Directions = Whatever the data contains, copy all of it exactly.

Supplied data =
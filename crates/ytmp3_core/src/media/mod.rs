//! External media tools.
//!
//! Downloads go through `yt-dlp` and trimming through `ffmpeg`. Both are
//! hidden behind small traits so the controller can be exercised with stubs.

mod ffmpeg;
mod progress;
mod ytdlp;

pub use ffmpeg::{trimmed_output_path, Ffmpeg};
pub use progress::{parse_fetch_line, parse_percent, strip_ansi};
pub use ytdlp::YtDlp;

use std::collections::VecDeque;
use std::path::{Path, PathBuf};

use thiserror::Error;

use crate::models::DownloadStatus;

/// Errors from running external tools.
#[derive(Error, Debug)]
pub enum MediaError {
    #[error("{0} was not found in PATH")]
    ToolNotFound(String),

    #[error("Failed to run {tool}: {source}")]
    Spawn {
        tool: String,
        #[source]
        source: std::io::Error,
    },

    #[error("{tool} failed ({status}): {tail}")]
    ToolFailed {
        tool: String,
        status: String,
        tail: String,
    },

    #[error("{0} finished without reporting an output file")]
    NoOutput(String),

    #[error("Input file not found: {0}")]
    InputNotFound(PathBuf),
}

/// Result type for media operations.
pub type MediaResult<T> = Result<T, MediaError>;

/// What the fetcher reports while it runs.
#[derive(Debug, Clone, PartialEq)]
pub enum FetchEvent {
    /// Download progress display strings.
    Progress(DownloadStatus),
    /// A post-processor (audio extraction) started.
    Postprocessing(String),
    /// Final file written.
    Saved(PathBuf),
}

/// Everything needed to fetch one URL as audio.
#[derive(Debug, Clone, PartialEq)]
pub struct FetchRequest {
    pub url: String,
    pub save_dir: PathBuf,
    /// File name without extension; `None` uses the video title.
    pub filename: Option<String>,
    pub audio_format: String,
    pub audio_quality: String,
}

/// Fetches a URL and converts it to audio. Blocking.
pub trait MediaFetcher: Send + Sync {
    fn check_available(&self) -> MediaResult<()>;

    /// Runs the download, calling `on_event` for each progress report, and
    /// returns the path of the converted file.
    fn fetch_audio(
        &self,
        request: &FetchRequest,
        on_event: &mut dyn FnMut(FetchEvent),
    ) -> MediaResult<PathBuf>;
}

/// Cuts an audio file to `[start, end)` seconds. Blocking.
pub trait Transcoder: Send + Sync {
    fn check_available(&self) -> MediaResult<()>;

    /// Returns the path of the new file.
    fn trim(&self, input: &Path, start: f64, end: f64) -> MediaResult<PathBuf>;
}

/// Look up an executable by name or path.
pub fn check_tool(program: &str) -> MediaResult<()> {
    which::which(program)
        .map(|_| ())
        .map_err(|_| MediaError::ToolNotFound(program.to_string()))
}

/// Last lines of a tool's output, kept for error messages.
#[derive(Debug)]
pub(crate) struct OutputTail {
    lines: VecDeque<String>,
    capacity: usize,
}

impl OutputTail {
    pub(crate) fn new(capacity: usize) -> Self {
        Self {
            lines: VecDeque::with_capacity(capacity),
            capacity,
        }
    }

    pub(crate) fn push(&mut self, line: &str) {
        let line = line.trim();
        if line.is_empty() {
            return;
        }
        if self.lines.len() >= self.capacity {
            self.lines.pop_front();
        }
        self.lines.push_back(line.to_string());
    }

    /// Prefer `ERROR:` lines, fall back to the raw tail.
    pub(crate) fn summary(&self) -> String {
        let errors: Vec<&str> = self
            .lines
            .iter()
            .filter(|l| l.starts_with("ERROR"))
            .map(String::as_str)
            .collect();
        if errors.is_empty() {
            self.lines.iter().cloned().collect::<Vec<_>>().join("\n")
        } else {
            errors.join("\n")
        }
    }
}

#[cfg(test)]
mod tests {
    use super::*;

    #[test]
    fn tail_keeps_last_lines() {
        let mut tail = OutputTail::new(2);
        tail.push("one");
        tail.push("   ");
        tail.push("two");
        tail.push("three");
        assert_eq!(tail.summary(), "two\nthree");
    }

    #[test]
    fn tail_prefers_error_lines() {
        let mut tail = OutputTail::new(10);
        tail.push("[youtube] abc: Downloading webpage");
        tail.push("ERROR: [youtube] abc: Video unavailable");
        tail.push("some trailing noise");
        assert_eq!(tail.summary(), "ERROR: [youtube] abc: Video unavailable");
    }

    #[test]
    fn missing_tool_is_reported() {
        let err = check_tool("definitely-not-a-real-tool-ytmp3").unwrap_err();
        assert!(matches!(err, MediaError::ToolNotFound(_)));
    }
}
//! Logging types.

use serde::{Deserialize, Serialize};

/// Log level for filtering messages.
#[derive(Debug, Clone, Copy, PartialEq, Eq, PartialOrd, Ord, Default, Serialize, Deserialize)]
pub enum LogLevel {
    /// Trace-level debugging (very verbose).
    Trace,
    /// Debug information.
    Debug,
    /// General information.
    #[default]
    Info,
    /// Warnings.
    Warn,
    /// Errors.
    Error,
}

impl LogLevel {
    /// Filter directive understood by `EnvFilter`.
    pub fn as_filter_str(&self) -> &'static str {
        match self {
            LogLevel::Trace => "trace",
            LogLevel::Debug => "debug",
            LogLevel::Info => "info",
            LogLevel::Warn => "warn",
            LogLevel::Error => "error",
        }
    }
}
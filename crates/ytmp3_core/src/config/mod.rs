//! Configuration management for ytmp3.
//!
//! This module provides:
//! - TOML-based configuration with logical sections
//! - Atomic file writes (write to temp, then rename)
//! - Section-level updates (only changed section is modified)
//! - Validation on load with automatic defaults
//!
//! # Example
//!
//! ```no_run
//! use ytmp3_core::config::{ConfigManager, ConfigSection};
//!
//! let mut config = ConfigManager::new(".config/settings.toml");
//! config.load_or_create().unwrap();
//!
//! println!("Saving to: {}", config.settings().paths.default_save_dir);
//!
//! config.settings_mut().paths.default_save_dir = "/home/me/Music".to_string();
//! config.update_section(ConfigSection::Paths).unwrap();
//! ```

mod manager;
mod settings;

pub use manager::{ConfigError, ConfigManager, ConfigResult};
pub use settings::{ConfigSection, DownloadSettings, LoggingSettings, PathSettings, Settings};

Solution below =
filename crates/ytmp3_core/src/media/mod.rs
//! External media tools.
//!
//! Downloads go through `yt-dlp` and trimming through `ffmpeg`. Both are
//! hidden behind small traits so the controller can be exercised with stubs.

mod ffmpeg;
mod progress;
mod ytdlp;

pub use ffmpeg::{trimmed_output_path, Ffmpeg};
pub use progress::{parse_fetch_line, parse_percent, strip_ansi};
pub use ytdlp::YtDlp;

use std::collections::VecDeque;
use std::path::{Path, PathBuf};

use thiserror::Error;

use crate::models::DownloadStatus;

/// Errors from running external tools.
#[derive(Error, Debug)]
pub enum MediaError {
    #[error("{0} was not found in PATH")]
    ToolNotFound(String),

    #[error("Failed to run {tool}: {source}")]
    Spawn {
        tool: String,
        #[source]
        source: std::io::Error,
    },

    #[error("{tool} failed ({status}): {tail}")]
    ToolFailed {
        tool: String,
        status: String,
        tail: String,
    },

    #[error("{0} finished without reporting an output file")]
    NoOutput(String),

    #[error("Input file not found: {0}")]
    InputNotFound(PathBuf),
}

/// Result type for media operations.
pub type MediaResult<T> = Result<T, MediaError>;

/// What the fetcher reports while it runs.
#[derive(Debug, Clone, PartialEq)]
pub enum FetchEvent {
    /// Download progress display strings.
    Progress(DownloadStatus),
    /// A post-processor (audio extraction) started.
    Postprocessing(String),
    /// Final file written.
    Saved(PathBuf),
}

/// Everything needed to fetch one URL as audio.
#[derive(Debug, Clone, PartialEq)]
pub struct FetchRequest {
    pub url: String,
    pub save_dir: PathBuf,
    /// File name without extension; `None` uses the video title.
    pub filename: Option<String>,
    pub audio_format: String,
    pub audio_quality: String,
}

/// Fetches a URL and converts it to audio. Blocking.
pub trait MediaFetcher: Send + Sync {
    fn check_available(&self) -> MediaResult<()>;

    /// Runs the download, calling `on_event` for each progress report, and
    /// returns the path of the converted file.
    fn fetch_audio(
        &self,
        request: &FetchRequest,
        on_event: &mut dyn FnMut(FetchEvent),
    ) -> MediaResult<PathBuf>;
}

/// Cuts an audio file to `[start, end)` seconds. Blocking.
pub trait Transcoder: Send + Sync {
    fn check_available(&self) -> MediaResult<()>;

    /// Returns the path of the new file.
    fn trim(&self, input: &Path, start: f64, end: f64) -> MediaResult<PathBuf>;
}

/// Look up an executable by name or path.
pub fn check_tool(program: &str) -> MediaResult<()> {
    which::which(program)
        .map(|_| ())
        .map_err(|_| MediaError::ToolNotFound(program.to_string()))
}

/// Last lines of a tool's output, kept for error messages.
#[derive(Debug)]
pub(crate) struct OutputTail {
    lines: VecDeque<String>,
    capacity: usize,
}

impl OutputTail {
    pub(crate) fn new(capacity: usize) -> Self {
        Self {
            lines: VecDeque::with_capacity(capacity),
            capacity,
        }
    }

    pub(crate) fn push(&mut self, line: &str) {
        let line = line.trim();
        if line.is_empty() {
            return;
        }
        if self.lines.len() >= self.capacity {
            self.lines.pop_front();
        }
        self.lines.push_back(line.to_string());
    }

    /// Prefer `ERROR:` lines, fall back to the raw tail.
    pub(crate) fn summary(&self) -> String {
        let errors: Vec<&str> = self
            .lines
            .iter()
            .filter(|l| l.starts_with("ERROR"))
            .map(String::as_str)
            .collect();
        if errors.is_empty() {
            self.lines.iter().cloned().collect::<Vec<_>>().join("\n")
        } else {
            errors.join("\n")
        }
    }
}

#[cfg(test)]
mod tests {
    use super::*;

    #[test]
    fn tail_keeps_last_lines() {
        let mut tail = OutputTail::new(2);
        tail.push("one");
        tail.push("   ");
        tail.push("two");
        tail.push("three");
        assert_eq!(tail.summary(), "two\nthree");
    }

    #[test]
    fn tail_prefers_error_lines() {
        let mut tail = OutputTail::new(10);
        tail.push("[youtube] abc: Downloading webpage");
        tail.push("ERROR: [youtube] abc: Video unavailable");
        tail.push("some trailing noise");
        assert_eq!(tail.summary(), "ERROR: [youtube] abc: Video unavailable");
    }

    #[test]
    fn missing_tool_is_reported() {
        let err = check_tool("definitely-not-a-real-tool-ytmp3").unwrap_err();
        assert!(matches!(err, MediaError::ToolNotFound(_)));
    }
}
//! Logging types.

use serde::{Deserialize, Serialize};

/// Log level for filtering messages.
#[derive(Debug, Clone, Copy, PartialEq, Eq, PartialOrd, Ord, Default, Serialize, Deserialize)]
pub enum LogLevel {
    /// Trace-level debugging (very verbose).
    Trace,
    /// Debug information.
    Debug,
    /// General information.
    #[default]
    Info,
    /// Warnings.
    Warn,
    /// Errors.
    Error,
}

impl LogLevel {
    /// Filter directive understood by `EnvFilter`.
    pub fn as_filter_str(&self) -> &'static str {
        match self {
            LogLevel::Trace => "trace",
            LogLevel::Debug => "debug",
            LogLevel::Info => "info",
            LogLevel::Warn => "warn",
            LogLevel::Error => "error",
        }
    }
}
filename crates/ytmp3_core/src/config/mod.rs
//! Configuration management for ytmp3.
//!
//! This module provides:
//! - TOML-based configuration with logical sections
//! - Atomic file writes (write to temp, then rename)
//! - Section-level updates (only changed section is modified)
//! - Validation on load with automatic defaults
//!
//! # Example
//!
//! ```no_run
//! use ytmp3_core::config::{ConfigManager, ConfigSection};
//!
//! let mut config = ConfigManager::new(".config/settings.toml");
//! config.load_or_create().unwrap();
//!
//! println!("Saving to: {}", config.settings().paths.default_save_dir);
//!
//! config.settings_mut().paths.default_save_dir = "/home/me/Music".to_string();
//! config.update_section(ConfigSection::Paths).unwrap();
//! ```

mod manager;
mod settings;

pub use manager::{ConfigError, ConfigManager, ConfigResult};
pub use settings::{ConfigSection, DownloadSettings, LoggingSettings, PathSettings, Settings};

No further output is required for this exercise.